+++ Task input
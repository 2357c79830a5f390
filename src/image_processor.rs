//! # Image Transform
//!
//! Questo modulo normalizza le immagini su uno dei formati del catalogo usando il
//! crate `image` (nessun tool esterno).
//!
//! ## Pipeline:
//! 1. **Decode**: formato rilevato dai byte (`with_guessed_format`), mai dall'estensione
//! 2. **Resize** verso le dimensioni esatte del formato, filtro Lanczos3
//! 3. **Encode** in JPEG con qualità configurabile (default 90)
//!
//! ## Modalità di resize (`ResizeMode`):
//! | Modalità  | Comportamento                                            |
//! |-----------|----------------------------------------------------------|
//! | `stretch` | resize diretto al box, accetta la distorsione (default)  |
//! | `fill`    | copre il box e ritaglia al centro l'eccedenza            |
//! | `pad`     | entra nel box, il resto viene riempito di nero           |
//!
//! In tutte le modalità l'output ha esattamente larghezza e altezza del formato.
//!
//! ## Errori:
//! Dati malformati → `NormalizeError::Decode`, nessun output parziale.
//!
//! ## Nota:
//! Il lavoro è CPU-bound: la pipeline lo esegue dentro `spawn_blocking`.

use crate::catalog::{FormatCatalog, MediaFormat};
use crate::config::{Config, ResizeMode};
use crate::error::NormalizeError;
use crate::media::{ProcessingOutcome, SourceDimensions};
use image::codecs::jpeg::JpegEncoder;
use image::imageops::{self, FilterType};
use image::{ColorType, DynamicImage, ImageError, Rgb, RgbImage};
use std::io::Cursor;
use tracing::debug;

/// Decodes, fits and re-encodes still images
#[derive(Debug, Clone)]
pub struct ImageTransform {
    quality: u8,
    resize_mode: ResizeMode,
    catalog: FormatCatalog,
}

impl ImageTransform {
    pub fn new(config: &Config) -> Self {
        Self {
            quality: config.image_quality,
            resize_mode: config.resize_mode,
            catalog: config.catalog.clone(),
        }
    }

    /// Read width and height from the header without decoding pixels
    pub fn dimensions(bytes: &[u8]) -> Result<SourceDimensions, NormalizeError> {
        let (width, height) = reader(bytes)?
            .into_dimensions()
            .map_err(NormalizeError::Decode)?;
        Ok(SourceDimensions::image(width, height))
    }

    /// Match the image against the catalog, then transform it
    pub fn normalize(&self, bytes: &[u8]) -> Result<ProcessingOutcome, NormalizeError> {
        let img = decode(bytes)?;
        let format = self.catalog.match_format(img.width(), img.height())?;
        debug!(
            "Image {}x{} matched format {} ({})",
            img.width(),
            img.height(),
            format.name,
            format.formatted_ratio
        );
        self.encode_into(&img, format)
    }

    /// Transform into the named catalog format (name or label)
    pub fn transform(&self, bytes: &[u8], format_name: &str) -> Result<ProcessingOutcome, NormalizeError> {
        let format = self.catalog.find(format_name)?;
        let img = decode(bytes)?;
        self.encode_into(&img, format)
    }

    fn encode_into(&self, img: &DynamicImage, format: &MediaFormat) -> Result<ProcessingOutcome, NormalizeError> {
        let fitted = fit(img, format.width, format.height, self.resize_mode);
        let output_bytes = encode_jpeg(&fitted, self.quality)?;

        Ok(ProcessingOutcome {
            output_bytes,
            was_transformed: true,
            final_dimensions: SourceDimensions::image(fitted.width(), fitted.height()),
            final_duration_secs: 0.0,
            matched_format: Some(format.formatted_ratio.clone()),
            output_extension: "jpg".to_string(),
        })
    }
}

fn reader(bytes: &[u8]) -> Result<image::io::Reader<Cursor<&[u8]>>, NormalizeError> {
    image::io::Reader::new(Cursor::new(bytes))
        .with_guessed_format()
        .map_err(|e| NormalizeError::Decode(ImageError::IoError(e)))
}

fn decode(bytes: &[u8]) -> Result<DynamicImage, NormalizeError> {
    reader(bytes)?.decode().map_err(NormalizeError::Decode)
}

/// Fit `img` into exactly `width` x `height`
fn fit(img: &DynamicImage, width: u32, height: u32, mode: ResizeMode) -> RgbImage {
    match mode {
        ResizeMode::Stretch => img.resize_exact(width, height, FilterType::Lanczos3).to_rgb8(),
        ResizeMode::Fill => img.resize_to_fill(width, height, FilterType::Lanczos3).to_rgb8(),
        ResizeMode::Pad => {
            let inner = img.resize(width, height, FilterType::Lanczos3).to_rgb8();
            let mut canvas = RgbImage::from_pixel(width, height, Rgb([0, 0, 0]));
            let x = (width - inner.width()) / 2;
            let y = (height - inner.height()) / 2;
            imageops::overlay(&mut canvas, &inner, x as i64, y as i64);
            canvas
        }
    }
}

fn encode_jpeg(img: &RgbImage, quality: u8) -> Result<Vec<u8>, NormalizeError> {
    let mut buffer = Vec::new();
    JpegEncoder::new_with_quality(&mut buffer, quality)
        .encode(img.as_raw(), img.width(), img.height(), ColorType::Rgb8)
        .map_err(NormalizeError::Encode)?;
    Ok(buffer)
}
++++++
◆ **Exercise prompt**: Nothing but an exact transcription of the records is expected.

◆ **Result for this exercise**:
repository 2357c79830a5f390
filename src/image_processor.rs
//! # Image Transform
//!
//! Questo modulo normalizza le immagini su uno dei formati del catalogo usando il
//! crate `image` (nessun tool esterno).
//!
//! ## Pipeline:
//! 1. **Decode**: formato rilevato dai byte (`with_guessed_format`), mai dall'estensione
//! 2. **Resize** verso le dimensioni esatte del formato, filtro Lanczos3
//! 3. **Encode** in JPEG con qualità configurabile (default 90)
//!
//! ## Modalità di resize (`ResizeMode`):
//! | Modalità  | Comportamento                                            |
//! |-----------|----------------------------------------------------------|
//! | `stretch` | resize diretto al box, accetta la distorsione (default)  |
//! | `fill`    | copre il box e ritaglia al centro l'eccedenza            |
//! | `pad`     | entra nel box, il resto viene riempito di nero           |
//!
//! In tutte le modalità l'output ha esattamente larghezza e altezza del formato.
//!
//! ## Errori:
//! Dati malformati → `NormalizeError::Decode`, nessun output parziale.
//!
//! ## Nota:
//! Il lavoro è CPU-bound: la pipeline lo esegue dentro `spawn_blocking`.

use crate::catalog::{FormatCatalog, MediaFormat};
use crate::config::{Config, ResizeMode};
use crate::error::NormalizeError;
use crate::media::{ProcessingOutcome, SourceDimensions};
use image::codecs::jpeg::JpegEncoder;
use image::imageops::{self, FilterType};
use image::{ColorType, DynamicImage, ImageError, Rgb, RgbImage};
use std::io::Cursor;
use tracing::debug;

/// Decodes, fits and re-encodes still images
#[derive(Debug, Clone)]
pub struct ImageTransform {
    quality: u8,
    resize_mode: ResizeMode,
    catalog: FormatCatalog,
}

impl ImageTransform {
    pub fn new(config: &Config) -> Self {
        Self {
            quality: config.image_quality,
            resize_mode: config.resize_mode,
            catalog: config.catalog.clone(),
        }
    }

    /// Read width and height from the header without decoding pixels
    pub fn dimensions(bytes: &[u8]) -> Result<SourceDimensions, NormalizeError> {
        let (width, height) = reader(bytes)?
            .into_dimensions()
            .map_err(NormalizeError::Decode)?;
        Ok(SourceDimensions::image(width, height))
    }

    /// Match the image against the catalog, then transform it
    pub fn normalize(&self, bytes: &[u8]) -> Result<ProcessingOutcome, NormalizeError> {
        let img = decode(bytes)?;
        let format = self.catalog.match_format(img.width(), img.height())?;
        debug!(
            "Image {}x{} matched format {} ({})",
            img.width(),
            img.height(),
            format.name,
            format.formatted_ratio
        );
        self.encode_into(&img, format)
    }

    /// Transform into the named catalog format (name or label)
    pub fn transform(&self, bytes: &[u8], format_name: &str) -> Result<ProcessingOutcome, NormalizeError> {
        let format = self.catalog.find(format_name)?;
        let img = decode(bytes)?;
        self.encode_into(&img, format)
    }

    fn encode_into(&self, img: &DynamicImage, format: &MediaFormat) -> Result<ProcessingOutcome, NormalizeError> {
        let fitted = fit(img, format.width, format.height, self.resize_mode);
        let output_bytes = encode_jpeg(&fitted, self.quality)?;

        Ok(ProcessingOutcome {
            output_bytes,
            was_transformed: true,
            final_dimensions: SourceDimensions::image(fitted.width(), fitted.height()),
            final_duration_secs: 0.0,
            matched_format: Some(format.formatted_ratio.clone()),
            output_extension: "jpg".to_string(),
        })
    }
}

fn reader(bytes: &[u8]) -> Result<image::io::Reader<Cursor<&[u8]>>, NormalizeError> {
    image::io::Reader::new(Cursor::new(bytes))
        .with_guessed_format()
        .map_err(|e| NormalizeError::Decode(ImageError::IoError(e)))
}

fn decode(bytes: &[u8]) -> Result<DynamicImage, NormalizeError> {
    reader(bytes)?.decode().map_err(NormalizeError::Decode)
}

/// Fit `img` into exactly `width` x `height`
fn fit(img: &DynamicImage, width: u32, height: u32, mode: ResizeMode) -> RgbImage {
    match mode {
        ResizeMode::Stretch => img.resize_exact(width, height, FilterType::Lanczos3).to_rgb8(),
        ResizeMode::Fill => img.resize_to_fill(width, height, FilterType::Lanczos3).to_rgb8(),
        ResizeMode::Pad => {
            let inner = img.resize(width, height, FilterType::Lanczos3).to_rgb8();
            let mut canvas = RgbImage::from_pixel(width, height, Rgb([0, 0, 0]));
            let x = (width - inner.width()) / 2;
            let y = (height - inner.height()) / 2;
            imageops::overlay(&mut canvas, &inner, x as i64, y as i64);
            canvas
        }
    }
}

fn encode_jpeg(img: &RgbImage, quality: u8) -> Result<Vec<u8>, NormalizeError> {
    let mut buffer = Vec::new();
    JpegEncoder::new_with_quality(&mut buffer, quality)
        .encode(img.as_raw(), img.width(), img.height(), ColorType::Rgb8)
        .map_err(NormalizeError::Encode)?;
    Ok(buffer)
}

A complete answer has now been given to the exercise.